Stage 7 · Master
Project Foundations & Workspace Layout
One Module, One Binary
Fieldwork starts as the smallest thing that can compile and run. No go.work, no services/ folder, no packages/ folder — just a module and an entrypoint.
The Temptation to Scaffold the Future
Fieldwork is going to grow into several binaries: an HTTP API, a background worker, eventually a gateway. Knowing that in advance creates a strong temptation to set the whole thing up on day one — a go.work file, a services/ directory with empty folders waiting to be filled, a packages/ directory for 'shared code we'll obviously need.' It looks organized. It is actually the opposite of organized, because every one of those folders is a guess about a future that hasn't happened yet.
Right now Fieldwork has zero services, zero shared packages, and zero reason for a multi-module workspace. A workspace exists to let multiple Go modules develop together with local replace-free imports. That problem doesn't exist until there is a second module. Building the folder for it anyway just gives a new reader a repo that lies about its own maturity — empty directories implying decisions that were never actually made.
Every folder and file in this course gets introduced at the moment the current feature needs it, not before. If you can't point to the specific requirement that justifies a new package existing right now, it doesn't get created yet.
What Fieldwork Actually Is on Day One
On day one, Fieldwork is one Go module and one binary: an HTTP process that can start up, respond to a health check, and shut down cleanly. That's it. No database, no router library, no auth — those all get introduced in later modules, each time a real requirement forces the decision. For now we just need something that runs, so every later decision has a working baseline to build from.
go.modcreateResponsibility: Declares the Go module path and the Go version this codebase targets.

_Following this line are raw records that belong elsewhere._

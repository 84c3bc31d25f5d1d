// Copyright (c) 2026 Gvp
// Licensed under the Apache License, Version 2.0 (the "License");
// you may not use this file except in compliance with the License.
// You may obtain a copy of the License at
//     http://www.apache.org/licenses/LICENSE-2.0
// Unless required by applicable law or agreed to in writing, software
// distributed under the License is distributed on an "AS IS" BASIS,
// WITHOUT WARRANTIES OR CONDITIONS OF ANY KIND, either express or implied.
// See the License for the specific language governing permissions and
// limitations under the License.

#![forbid(unsafe_code)]
#![warn(missing_docs)]

//! Admits incoming offsets into the cache only after checking the signer
//! against the trusted set and verifying the whole chain (`spec.md` §4.7).

use crate::core::cache::OffsetCache;
use crate::core::crypto;
use crate::core::types::LocationOffset;
use crate::monitoring::metrics::Metrics;
use std::collections::HashSet;
use std::net::SocketAddr;
use tokio::sync::RwLock;
use tracing::{debug, warn};

/// Filters incoming offsets by signer trust and signature validity before
/// they reach the cache. The trusted set is replaced atomically as a whole
/// (`spec.md` §3.5/§9), never mutated entry-by-entry.
pub struct TrustFilter {
    trusted_signers: RwLock<HashSet<[u8; 32]>>,
}

impl TrustFilter {
    /// Build a filter over an initial set of trusted authority public keys.
    pub fn new(trusted_signers: HashSet<[u8; 32]>) -> Self {
        Self {
            trusted_signers: RwLock::new(trusted_signers),
        }
    }

    /// Atomically replace the whole trusted set.
    pub async fn replace_trusted(&self, new: HashSet<[u8; 32]>) {
        *self.trusted_signers.write().await = new;
    }

    /// Whether `pubkey` is currently in the trusted set.
    pub async fn is_trusted(&self, pubkey: &[u8; 32]) -> bool {
        self.trusted_signers.read().await.contains(pubkey)
    }

    /// Admit `offset`, received from `sender`, into `cache` iff its root
    /// signer is trusted and the whole chain verifies. Steps match
    /// `spec.md` §4.7 exactly: an untrusted signer is dropped silently
    /// (debug log only, but counted); a failed chain verification is logged
    /// at `warn` with the signer, the sender address, and the offending
    /// chain depth, and counted; only then is the offset written into the
    /// cache.
    pub async fn admit(
        &self,
        offset: LocationOffset,
        sender: SocketAddr,
        cache: &OffsetCache,
        metrics: &Metrics,
    ) {
        if !self.trusted_signers.read().await.contains(&offset.authority_pubkey) {
            debug!(
                signer = %hex::encode(offset.authority_pubkey),
                %sender,
                "dropping offset from untrusted signer"
            );
            metrics.untrusted_drops_total.inc();
            return;
        }

        if let Err(crypto::CryptoError::SignatureInvalid(depth)) = crypto::verify_chain(&offset) {
            warn!(
                signer = %hex::encode(offset.authority_pubkey),
                %sender,
                depth,
                "dropping offset that failed chain verification"
            );
            metrics.verification_failures_total.inc();
            return;
        }

        debug!(
            signer = %hex::encode(offset.authority_pubkey),
            %sender,
            slot = offset.measurement_slot,
            rtt_ns = offset.rtt_ns,
            "admitting offset into cache"
        );
        metrics.offsets_admitted_total.inc();
        cache.put(offset);
    }
}
//! `bugtracker`: command-line client for a bugtrackerd server.

mod commands;

use bugtracker_client::{BugClient, BugPatch, BugStatus};
use clap::{Parser, Subcommand};

use commands::Output;

/// Bug tracker CLI.
#[derive(Parser, Debug)]
#[command(name = "bugtracker", about = "Bug tracker CLI client", version)]
struct Cli {
    /// Server URL.
    #[arg(
        long = "server",
        global = true,
        env = "BUGTRACKER_SERVER",
        default_value = "http://localhost:5000"
    )]
    server: String,

    /// Output format.
    #[arg(long = "output", short = 'o', global = true, value_enum, default_value = "table")]
    output: Output,

    #[command(subcommand)]
    command: Commands,
}

#[derive(Subcommand, Debug)]
enum Commands {
    /// List all bugs.
    List,

    /// Report a new bug.
    Report {
        /// Short title.
        title: String,
        /// Longer description.
        #[arg(long, short = 'd')]
        description: Option<String>,
        /// Initial status (default: open).
        #[arg(long)]
        status: Option<BugStatus>,
    },

    /// Change title, description or status of a bug.
    Update {
        /// Bug ID.
        id: String,
        #[arg(long)]
        title: Option<String>,
        #[arg(long, short = 'd')]
        description: Option<String>,
        /// Remove the description.
        #[arg(long, conflicts_with = "description")]
        clear_description: bool,
        #[arg(long)]
        status: Option<BugStatus>,
    },

    /// Delete a bug.
    Delete {
        /// Bug ID.
        id: String,
        /// Skip confirmation.
        #[arg(long = "yes", short = 'y')]
        yes: bool,
    },

    /// Check server status.
    Status,
}

#[tokio::main]
async fn main() -> anyhow::Result<()> {
    tracing_subscriber::fmt()
        .with_env_filter(
            tracing_subscriber::EnvFilter::try_from_default_env()
                .unwrap_or_else(|_| "warn".into()),
        )
        .with_writer(std::io::stderr)
        .init();

    let cli = Cli::parse();
    let client = BugClient::new(&cli.server)?;

    match cli.command {
        Commands::List => commands::bugs::list(&client, cli.output).await?,
        Commands::Report {
            title,
            description,
            status,
        } => commands::bugs::report(&client, title, description, status, cli.output).await?,
        Commands::Update {
            id,
            title,
            description,
            clear_description,
            status,
        } => {
            let description = if clear_description {
                Some(None)
            } else {
                description.map(Some)
            };
            let patch = BugPatch {
                title,
                description,
                status,
            };
            commands::bugs::update(&client, &id, patch, cli.output).await?
        }
        Commands::Delete { id, yes } => commands::bugs::delete(&client, &id, yes).await?,
        Commands::Status => commands::status::status(&client).await?,
    }

    Ok(())
}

Why now: A go.mod is the minimum required for anything in this repo to compile. There's exactly one binary, so there's exactly one module — no workspace file is needed to coordinate modules that don't exist yet.
cmd/api/main.gocreateResponsibility: The process entrypoint: starts an HTTP server and responds to /healthz.
Why now: cmd/api/ (rather than main.go at the repo root) costs nothing today and means when a second binary shows up later, it gets its own cmd/<name>/ sibling instead of forcing a rename of everything that already exists.
module github.com/thesyscoder/fieldwork
go 1.23One module path for the whole repo. There is nothing to version independently yet — that only becomes a real question once a second module exists.
Notice what's missing on purpose: no config package (env vars are read inline for now — Module 2's next lesson introduces config.go once there's more than one setting to manage), no logging package (log.Println is enough for a server with one handler), no internal/ directory at all yet. internal/ shows up in the very next lesson, the moment main.go actually accumulates enough logic to be worth extracting — not before.
Why Not go.work Yet
go.work solves one specific problem: letting you develop two or more Go modules together, using each other's latest local code without publishing versions or using replace directives. That's a real problem — but only once a second module exists. Fieldwork doesn't get a second binary until Module 6, when the API Gateway is introduced as a genuinely separate process with its own reverse-proxying concerns. That's also the earliest point where a go.work workspace has anything to coordinate.
| Signal | Present now? | Would justify go.work? |
|---|---|---|
| A second binary that needs to run independently | No — one binary (cmd/api) | Yes, this is the actual trigger |
| Code that two binaries both need to import | No — nothing to share yet | Only combined with a second binary |
| "We'll probably need more services eventually" | True, but not a present requirement | No — this is speculation, not a requirement |
Scaffolding for a future need has a real cost today: more surface area to navigate, more empty structure to misread as a design decision, more to get wrong before there's any code to validate the design against. Pay that cost when the need actually arrives, when you have a real second module to organize around — not before.
The Decision
- Fieldwork starts as a single go.mod at the repo root — one module, because there's one binary.
- cmd/api/main.go is the entrypoint, using stdlib net/http — no router library until Module 4 gives a concrete reason to add one.
- No go.work file, no services/ directory, no packages/ directory. Those get introduced later, each time a specific, present requirement forces the decision — go.work in Module 6, when a second binary (the gateway) actually appears.
- Every future lesson that adds a file will say exactly which file, why it's needed now, and how it connects to what already exists — the same discipline applied to this first, smallest step.
This lesson is deliberately small. That's the point: the smallest possible starting structure, with every later addition earning its place on its own merits. The next lesson picks up the moment main.go starts doing more than one thing.